Fig. 4 (a) Transmission spectra at normal incidence for p- (top panel) and s- (bottom) polarized light. The samples were deposited at α = 50° with T = 1.3 nm (denoted by the blue solid line), 5.2 nm (red), and 8.0 nm (black). The vertical dotted line indicates the excitation wavelength of Raman scattering (λ = 785 nm). (b) Raman signals from Nile blue A on the samples for p- (upper panel) and s- (lower) polarized light. The concentration of Nile blue A was 5 × 10−4 mol/l in ethanol and the samples were dried prior to the measurements. The samples were prepared at α = 50° and T = 1.3 nm (blue), 5.2 nm (red), 8.0 nm (black) and 15.0 nm (orange dotted). The gray dashed curve indicates the signal from the Au thin film (T = 50 nm) deposited on the flat glass substrate at α = 0°. (c) Raman signals (p-polarized light) for the sample prepared at α = 50° and T = 8.0 nm, with various concentrations of Nile blue A. The concentrations were 5 × 10−7, 5 × 10−10, and 5 × 10−12 mol/l, respectively (from top to bottom). The gray dashed curve shows the signal from Nile blue A (5 × 10−3 mol/l) on the Au thin film (T = 50 nm) deposited on the flat glass substrate at α = 0°. The signals in (b) and (c) are vertically shifted for the sake of clarity. (d) Signal intensity at the vibrational peak (between 577.5 and 602.5 cm−1) as a function of analyte concentration. The dotted line is a guide for the eyes. The inset shows the chemical structure of Nile blue A. SERS mapping of the signal at the vibrational peak (between 577.5 and 602.5 cm−1) for the sample deposited at α = 50° with T = 8.0 nm for (e) p- and (f) s-polarized light. The vertical dotted lines show the intersection between the mesostructure on the MPS and that on the flat silica substrate. Note that the color scales are different in (e) and (f).
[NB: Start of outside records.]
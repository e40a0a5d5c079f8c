//! Event dispatch table.
//!
//! The plugin shim maps keys (and history replays) onto [`Event`]s and hands
//! them to [`handle_event`] together with the session state. Routing events
//! go through the pure [`router::transition`](crate::app::router::transition);
//! the resulting view is committed here and the router's effects are returned
//! for the host to apply afterwards.
//!
//! # Event Types
//!
//! - **Search input**: `Char`, `Backspace`, `SubmitQuery`, `DismissSearch`
//! - **Cursor**: `MoveCursor`, `CommitSelection`, `FollowLink`
//! - **Routing**: `SelectCounty`, `SelectFeatured`, `NavigateBack`, `HistoryChanged`
//! - **Host**: `CloseFocus`
//!
//! # Example
//!
//! ```rust
//! use countyflow::app::{handle_event, AppState, Event};
//! use countyflow::storage::Dataset;
//! use std::sync::Arc;
//!
//! let mut state = AppState::new(Arc::new(Dataset::default()), vec![]);
//! let (render, actions) = handle_event(&mut state, &Event::Char('c'))?;
//! assert!(render);
//! assert!(actions.is_empty());
//! # Ok::<(), countyflow::CountyflowError>(())
//! ```

use crate::app::modes::{Direction, ViewState};
use crate::app::router::{self, RouteEvent, RouteOutcome};
use crate::app::search::SearchSession;
use crate::app::{Action, AppState};
use crate::domain::error::Result;
use crate::domain::CountyIdentity;

/// Logical input events.
#[derive(Debug, Clone, PartialEq, Eq)]
pub enum Event {
    /// Appends a character to the search query.
    Char(char),
    /// Removes the last character of the search query.
    Backspace,
    /// Replaces the whole search query.
    SubmitQuery(String),
    /// Hides the result list while keeping the typed text.
    ///
    /// With no list shown, clears the lookup notice, then closes the plugin.
    DismissSearch,
    /// Moves the active cursor (search results or flow links).
    MoveCursor(Direction),
    /// Selects the highlighted search result.
    CommitSelection,
    /// Navigates to a county by identity.
    SelectCounty(CountyIdentity),
    /// Navigates to the n-th featured county (zero-based).
    SelectFeatured(usize),
    /// Follows the highlighted flow link of the Results view.
    FollowLink,
    /// Returns from the Results view to the search view.
    NavigateBack,
    /// History moved to an entry carrying this fragment.
    HistoryChanged(String),
    /// Hides the plugin pane.
    CloseFocus,
}

/// Processes one event against the session state.
///
/// Returns whether the UI should re-render and the actions the host must run,
/// in order, now that the state change is committed.
///
/// # Errors
///
/// Reserved for host-facing failures; every engine condition (unknown
/// county, no matches, empty commit) is handled as a state, not an error.
pub fn handle_event(state: &mut AppState, event: &Event) -> Result<(bool, Vec<Action>)> {
    let _span = tracing::debug_span!("handle_event", event_type = ?event).entered();

    match event {
        Event::Char(c) => {
            if !state.view.is_search() {
                return Ok((false, vec![]));
            }
            state.search_input.push(*c);
            state.last_lookup_failure = None;
            state.refresh_search();
            Ok((true, vec![]))
        }
        Event::Backspace => {
            if !state.view.is_search() || state.search_input.pop().is_none() {
                return Ok((false, vec![]));
            }
            state.refresh_search();
            Ok((true, vec![]))
        }
        Event::SubmitQuery(query) => {
            if !state.view.is_search() {
                return Ok((false, vec![]));
            }
            state.search_input.clone_from(query);
            state.refresh_search();
            Ok((true, vec![]))
        }
        Event::DismissSearch => {
            if state.search.take().is_some() {
                tracing::debug!(query = %state.search_input, "search dismissed");
                return Ok((true, vec![]));
            }
            if state.last_lookup_failure.take().is_some() {
                return Ok((true, vec![]));
            }
            Ok((false, vec![Action::CloseFocus]))
        }
        Event::MoveCursor(direction) => {
            let cursor = match state.view {
                ViewState::Search => match state.search.as_mut() {
                    Some(session) => &mut session.cursor,
                    None => return Ok((false, vec![])),
                },
                ViewState::Results(_) => &mut state.link_cursor,
            };

            let before = cursor.selected();
            match direction {
                Direction::Down => cursor.move_down(),
                Direction::Up => cursor.move_up(),
            }
            Ok((cursor.selected() != before, vec![]))
        }
        Event::CommitSelection => {
            let Some(identity) = state.search.as_ref().and_then(SearchSession::commit).cloned() else {
                tracing::debug!("commit without selection ignored");
                return Ok((false, vec![]));
            };
            Ok(route(state, &RouteEvent::SelectCounty(identity)))
        }
        Event::SelectCounty(identity) => Ok(route(state, &RouteEvent::SelectCounty(identity.clone()))),
        Event::SelectFeatured(slot) => {
            let Some(identity) = state.featured.get(*slot).cloned() else {
                tracing::debug!(slot = slot, "no featured county in slot");
                return Ok((false, vec![]));
            };
            Ok(route(state, &RouteEvent::SelectCounty(identity)))
        }
        Event::FollowLink => {
            let Some(identity) = state.selected_link().cloned() else {
                return Ok((false, vec![]));
            };
            if !state.dataset.contains(&identity) {
                tracing::debug!(identity = %identity, "flow counterpart not in dataset");
                return Ok((false, vec![]));
            }
            Ok(route(state, &RouteEvent::SelectCounty(identity)))
        }
        Event::NavigateBack => Ok(route(state, &RouteEvent::GoBack)),
        Event::HistoryChanged(fragment) => Ok(route(state, &RouteEvent::BrowserNavigated(fragment.clone()))),
        Event::CloseFocus => Ok((false, vec![Action::CloseFocus])),
    }
}

/// Runs a routing event through the router and commits the result.
fn route(state: &mut AppState, event: &RouteEvent) -> (bool, Vec<Action>) {
    let transition = router::transition(&state.view, event, &state.dataset);

    match &transition.outcome {
        RouteOutcome::Unchanged => return (false, vec![]),
        RouteOutcome::UnknownIdentity(key) => {
            tracing::warn!(key = %key, "county lookup failed");
            state.last_lookup_failure = Some(key.clone());
        }
        RouteOutcome::Navigated | RouteOutcome::Refreshed => {
            tracing::debug!(from = ?state.view, to = ?transition.next, outcome = ?transition.outcome, "view routed");
            let leaves_search = transition.outcome == RouteOutcome::Navigated && transition.next.current().is_some();
            if leaves_search || matches!(event, RouteEvent::SelectCounty(_)) {
                state.search = None;
                state.search_input.clear();
            }
            state.last_lookup_failure = None;
        }
    }

    if transition.next != state.view || transition.outcome == RouteOutcome::Refreshed {
        state.view = transition.next;
        state.reset_link_cursor();
    }

    (true, transition.effects)
}

#[cfg(test)]
mod tests {
    use super::*;
    use crate::domain::{CountyRecord, CountySummaryEntry, FlowRecord, MigrationSummary};
    use crate::storage::Dataset;
    use std::sync::Arc;

    fn flow(fips: &str, name: &str) -> FlowRecord {
        FlowRecord {
            counterpart_identity: CountyIdentity::new(fips),
            counterpart_name: name.to_string(),
            households: 100,
            avg_agi: None,
        }
    }

    fn state() -> AppState {
        let cook = CountyRecord {
            identity: "17_031".into(),
            name: "Cook County, IL".to_string(),
            year: None,
            summary: MigrationSummary::default(),
            outflows: vec![flow("17_043", "DuPage County, IL"), flow("99_001", "Abroad")],
            inflows: vec![],
        };
        let dupage = CountyRecord {
            identity: "17_043".into(),
            name: "DuPage County, IL".to_string(),
            year: None,
            summary: MigrationSummary::default(),
            outflows: vec![],
            inflows: vec![flow("17_031", "Cook County, IL")],
        };
        let counties = vec![
            CountySummaryEntry::new("17_031", "Cook County, IL"),
            CountySummaryEntry::new("17_043", "DuPage County, IL"),
        ];
        AppState::new(
            Arc::new(Dataset::new(counties, vec![cook, dupage])),
            vec!["17_043".into(), "00_000".into()],
        )
    }

    fn type_text(state: &mut AppState, text: &str) {
        for c in text.chars() {
            handle_event(state, &Event::Char(c)).unwrap();
        }
    }

    #[test]
    fn typing_builds_session_after_two_chars() {
        let mut state = state();
        type_text(&mut state, "c");
        assert!(state.search.is_none());
        type_text(&mut state, "o");
        assert_eq!(state.search.as_ref().map(|s| s.matches.len()), Some(1));
    }

    #[test]
    fn keystroke_resets_cursor() {
        let mut state = state();
        type_text(&mut state, "county");
        handle_event(&mut state, &Event::MoveCursor(Direction::Down)).unwrap();
        assert_eq!(state.search.as_ref().and_then(|s| s.cursor.selected()), Some(0));

        type_text(&mut state, ",");
        assert_eq!(state.search.as_ref().and_then(|s| s.cursor.selected()), None);
    }

    #[test]
    fn commit_selects_county_and_clears_search() {
        let mut state = state();
        type_text(&mut state, "dupage");
        handle_event(&mut state, &Event::MoveCursor(Direction::Down)).unwrap();
        let (render, actions) = handle_event(&mut state, &Event::CommitSelection).unwrap();

        assert!(render);
        assert_eq!(state.view, ViewState::Results("17_043".into()));
        assert!(state.search.is_none());
        assert!(state.search_input.is_empty());
        assert_eq!(
            actions[0],
            Action::PushHistory {
                fragment: "dupage-county-il".to_string()
            }
        );
    }

    #[test]
    fn commit_without_selection_is_a_no_op() {
        let mut state = state();
        type_text(&mut state, "cook");
        let (render, actions) = handle_event(&mut state, &Event::CommitSelection).unwrap();
        assert!(!render);
        assert!(actions.is_empty());
        assert!(state.view.is_search());
    }

    #[test]
    fn dismiss_keeps_typed_text() {
        let mut state = state();
        type_text(&mut state, "cook");
        handle_event(&mut state, &Event::DismissSearch).unwrap();
        assert!(state.search.is_none());
        assert_eq!(state.search_input, "cook");

        let (_, actions) = handle_event(&mut state, &Event::DismissSearch).unwrap();
        assert_eq!(actions, vec![Action::CloseFocus]);
    }

    #[test]
    fn unknown_featured_county_records_failure() {
        let mut state = state();
        let (render, actions) = handle_event(&mut state, &Event::SelectFeatured(1)).unwrap();
        assert!(render);
        assert!(actions.is_empty());
        assert!(state.view.is_search());
        assert_eq!(state.last_lookup_failure.as_deref(), Some("00_000"));
    }

    #[test]
    fn follow_link_navigates_only_to_known_counties() {
        let mut state = state();
        handle_event(&mut state, &Event::SelectCounty("17_031".into())).unwrap();

        handle_event(&mut state, &Event::MoveCursor(Direction::Down)).unwrap();
        handle_event(&mut state, &Event::MoveCursor(Direction::Down)).unwrap();
        let (render, _) = handle_event(&mut state, &Event::FollowLink).unwrap();
        assert!(!render);
        assert_eq!(state.view, ViewState::Results("17_031".into()));

        handle_event(&mut state, &Event::MoveCursor(Direction::Up)).unwrap();
        handle_event(&mut state, &Event::FollowLink).unwrap();
        assert_eq!(state.view, ViewState::Results("17_043".into()));
        assert_eq!(state.link_cursor.selected(), None);
    }

    #[test]
    fn navigate_back_returns_to_search() {
        let mut state = state();
        handle_event(&mut state, &Event::SelectCounty("17_031".into())).unwrap();
        let (_, actions) = handle_event(&mut state, &Event::NavigateBack).unwrap();
        assert!(state.view.is_search());
        assert!(actions.contains(&Action::FocusSearch));
    }

    #[test]
    fn history_landing_on_county_discards_search() {
        let mut state = state();
        type_text(&mut state, "dupa");
        assert!(state.search.is_some());

        handle_event(&mut state, &Event::HistoryChanged("cook-county-il".to_string())).unwrap();
        assert_eq!(state.view, ViewState::Results("17_031".into()));
        assert!(state.search.is_none());
        assert!(state.search_input.is_empty());
    }

    #[test]
    fn history_staying_on_search_keeps_typed_text() {
        let mut state = state();
        type_text(&mut state, "dupa");

        handle_event(&mut state, &Event::HistoryChanged(String::new())).unwrap();
        assert!(state.view.is_search());
        assert_eq!(state.search_input, "dupa");
    }

    #[test]
    fn typing_is_ignored_in_results_view() {
        let mut state = state();
        handle_event(&mut state, &Event::SelectCounty("17_031".into())).unwrap();
        let (render, _) = handle_event(&mut state, &Event::Char('x')).unwrap();
        assert!(!render);
        assert!(state.search_input.is_empty());
    }
}
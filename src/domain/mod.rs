//! Domain layer for countyflow.
//!
//! Core county types, the slug codec, and the crate error type. Nothing in
//! here depends on Zellij APIs.
//!
//! # Organization
//!
//! - [`error`]: Error types and result aliases
//! - [`county`]: County identities, records and migration flows
//! - [`slug`]: Name → fragment slug projection
//!
//! # Examples
//!
//! ```
//! use countyflow::domain::{slug::to_slug, CountySummaryEntry};
//!
//! let entry = CountySummaryEntry::new("17_031", "Cook County, IL");
//! assert_eq!(to_slug(&entry.name), "cook-county-il");
//! ```

pub mod county;
pub mod error;
pub mod slug;

pub use county::{CountyIdentity, CountyRecord, CountySummaryEntry, FlowRecord, MigrationSummary};
pub use error::{CountyflowError, Result};
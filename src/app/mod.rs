//! Lookup & navigation engine.
//!
//! Sits between the plugin runtime (main.rs) and the domain/storage layers.
//! Key presses become [`Event`]s, the handler mutates [`AppState`] and
//! returns [`Action`]s that the runtime applies after the state change.
//!
//! ```text
//! Key → Event → Controller → handle_event ─┬─ search / cursor (state only)
//!                                           └─ router::transition (pure) → commit → Actions
//!                                                                                    ↓
//!                          HistoryChanged ← history stack ← PushHistory / SetTitle / FocusSearch
//! ```
//!
//! # Modules
//!
//! - [`actions`]: side effects applied by the host
//! - [`controller`]: readiness gate and single owner of the session
//! - [`cursor`]: clamping selection cursor
//! - [`handler`]: event dispatch table
//! - [`history`]: in-memory history stack for the host
//! - [`modes`]: view state and cursor direction
//! - [`router`]: pure view transitions
//! - [`search`]: incremental county matcher
//! - [`state`]: session state and view model computation
//!
//! # Example
//!
//! ```rust
//! use countyflow::app::{Controller, Event};
//! use countyflow::storage::Dataset;
//! use countyflow::ui::Theme;
//!
//! let mut controller = Controller::new(Theme::default(), "", vec![]);
//! controller.datasets_loaded(Dataset::default());
//! let (render, _actions) = controller.dispatch(&Event::Char('c'))?;
//! assert!(render);
//! # Ok::<(), countyflow::CountyflowError>(())
//! ```

pub mod actions;
pub mod controller;
pub mod cursor;
pub mod handler;
pub mod history;
pub mod modes;
pub mod router;
pub mod search;
pub mod state;

pub use actions::Action;
pub use controller::Controller;
pub use cursor::SelectionCursor;
pub use handler::{handle_event, Event};
pub use history::HistoryStack;
pub use modes::{Direction, ViewState};
pub use router::{transition, RouteEvent, RouteOutcome, Transition};
pub use search::{find_matches, SearchSession};
pub use state::AppState;
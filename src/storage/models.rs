//! Wire models for the two source documents.
//!
//! These types mirror the JSON produced by the data pipeline and are kept
//! separate from the domain types so the engine never sees source-specific
//! field names (`dest_fips`, `origin`, ...). Extra fields in the documents are
//! ignored.

use crate::domain::{CountyIdentity, CountyRecord, CountySummaryEntry, FlowRecord, MigrationSummary};
use serde::de::{MapAccess, Visitor};
use serde::{Deserialize, Deserializer, Serialize};
use std::fmt;

/// One element of `county_list.json`.
#[derive(Debug, Clone, PartialEq, Eq, Serialize, Deserialize)]
pub struct CountyListEntry {
    pub fips: String,
    pub name: String,
    #[serde(default)]
    pub state: Option<String>,
}

impl From<CountyListEntry> for CountySummaryEntry {
    fn from(entry: CountyListEntry) -> Self {
        Self {
            identity: CountyIdentity::new(entry.fips),
            name: entry.name,
            state: entry.state,
        }
    }
}

/// The `summary` object of a migration entry.
#[derive(Debug, Clone, Default, PartialEq, Serialize, Deserialize)]
pub struct SummaryEntry {
    pub net_migration: i64,
    #[serde(default)]
    pub avg_agi_leaving: Option<f64>,
    #[serde(default)]
    pub avg_agi_arriving: Option<f64>,
    #[serde(default)]
    pub total_leaving: Option<u64>,
    #[serde(default)]
    pub total_arriving: Option<u64>,
}

/// An element of an entry's `outflows` array.
#[derive(Debug, Clone, PartialEq, Serialize, Deserialize)]
pub struct OutflowEntry {
    pub dest_fips: String,
    pub destination: String,
    pub households: u64,
    #[serde(default)]
    pub avg_agi: Option<f64>,
}

/// An element of an entry's `inflows` array.
#[derive(Debug, Clone, PartialEq, Serialize, Deserialize)]
pub struct InflowEntry {
    pub origin_fips: String,
    pub origin: String,
    pub households: u64,
    #[serde(default)]
    pub avg_agi: Option<f64>,
}

/// The value stored under each FIPS key of `migration_data.json`.
#[derive(Debug, Clone, PartialEq, Serialize, Deserialize)]
pub struct MigrationEntry {
    pub name: String,
    #[serde(default)]
    pub year: Option<String>,
    #[serde(default)]
    pub summary: SummaryEntry,
    #[serde(default)]
    pub outflows: Vec<OutflowEntry>,
    #[serde(default)]
    pub inflows: Vec<InflowEntry>,
}

impl MigrationEntry {
    /// Converts the wire entry into a domain record keyed by `fips`.
    #[must_use]
    pub fn into_record(self, fips: String) -> CountyRecord {
        let outflows = self
            .outflows
            .into_iter()
            .map(|flow| FlowRecord {
                counterpart_identity: CountyIdentity::new(flow.dest_fips),
                counterpart_name: flow.destination,
                households: flow.households,
                avg_agi: flow.avg_agi,
            })
            .collect();

        let inflows = self
            .inflows
            .into_iter()
            .map(|flow| FlowRecord {
                counterpart_identity: CountyIdentity::new(flow.origin_fips),
                counterpart_name: flow.origin,
                households: flow.households,
                avg_agi: flow.avg_agi,
            })
            .collect();

        CountyRecord {
            identity: CountyIdentity::new(fips),
            name: self.name,
            year: self.year,
            summary: MigrationSummary {
                net_migration: self.summary.net_migration,
                avg_agi_leaving: self.summary.avg_agi_leaving,
                avg_agi_arriving: self.summary.avg_agi_arriving,
                total_leaving: self.summary.total_leaving,
                total_arriving: self.summary.total_arriving,
            },
            outflows,
            inflows,
        }
    }
}

/// The whole `migration_data.json` document with its key order preserved.
///
/// Slug resolution walks records in the document's own order, so this type
/// decodes the top-level object into a list instead of a hash map.
#[derive(Debug, Clone, Default, PartialEq)]
pub struct MigrationDocument {
    pub entries: Vec<(String, MigrationEntry)>,
}

impl MigrationDocument {
    /// Converts every entry into a domain record, keeping document order.
    #[must_use]
    pub fn into_records(self) -> Vec<CountyRecord> {
        self.entries
            .into_iter()
            .map(|(fips, entry)| entry.into_record(fips))
            .collect()
    }
}

impl<'de> Deserialize<'de> for MigrationDocument {
    fn deserialize<D>(deserializer: D) -> std::result::Result<Self, D::Error>
    where
        D: Deserializer<'de>,
    {
        struct DocumentVisitor;

        impl<'de> Visitor<'de> for DocumentVisitor {
            type Value = MigrationDocument;

            fn expecting(&self, f: &mut fmt::Formatter<'_>) -> fmt::Result {
                f.write_str("a map from FIPS codes to county migration entries")
            }

            fn visit_map<A>(self, mut access: A) -> std::result::Result<Self::Value, A::Error>
            where
                A: MapAccess<'de>,
            {
                let mut entries = Vec::with_capacity(access.size_hint().unwrap_or(0));
                while let Some((fips, entry)) = access.next_entry::<String, MigrationEntry>()? {
                    entries.push((fips, entry));
                }
                Ok(MigrationDocument { entries })
            }
        }

        deserializer.deserialize_map(DocumentVisitor)
    }
}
Nile blue A with different concentrations (5 × 10−3 − 5 × 10−12 mol/l) have been used to study the SERS dynamical range of the sample with T = 8.0 nm. Figure 4(c) shows the Raman spectra for the sample with the analyte concentration of 5 × 10−7 (top), 5 × 10−10 (middle), and 5 × 10−12 mol/l (bottom). The signal is observed even when the concentration is as low as 5 × 10−12 mol/l. The spectrum for the flat Au film with the analyte concentration of 5 × 10−3 mol/l shows the presence of a small peak. Taking the Au flat film as a reference, the enhancement factor of the sample is 109. Figure 4(d) shows the intensity of the Raman peak (between 577.5 and 602.5 cm−1, corresponds to skeletal deformations in the conjugated three-ring system [41]) versus the concentration of Nile blue A. The linear correlation from 10−7 to 10−12 mol/l suggests the large dynamical range of the present sample. Figures 4(e) and 4(f) show the spatial mappings of the SERS signal on the edge of the MPS. It is clear that the SERS signal is enhanced uniformly and selectively in the MPS region for p-polarized light, reflecting the extremely homogeneous distribution of the nanogaps.
In order to confirm the contribution of the hotspots to the SERS signal, we simulated the field distribution in the structure. The simulated optical transmission in Fig. 5(a) qualitatively reproduces the experimental data with reasonable structural parameters. Figures 5(b) and 5(c) show the field distribution in the structure irradiated with λ = 785 nm light. The field enhancement occurs between the rods for p-polarized light (Fig. 5(b)), while s-polarized light is mainly reflected at the surface of the array (Fig. 5(c)). This is in accordance with the SERS measurement where the signal enhancement occurs only for p-polarized light. Since Raman scattering is commonly performed with linearly polarized excitation sources, hot spots that are excitable at one polarization are beneficial for efficient polarization-selective sensing.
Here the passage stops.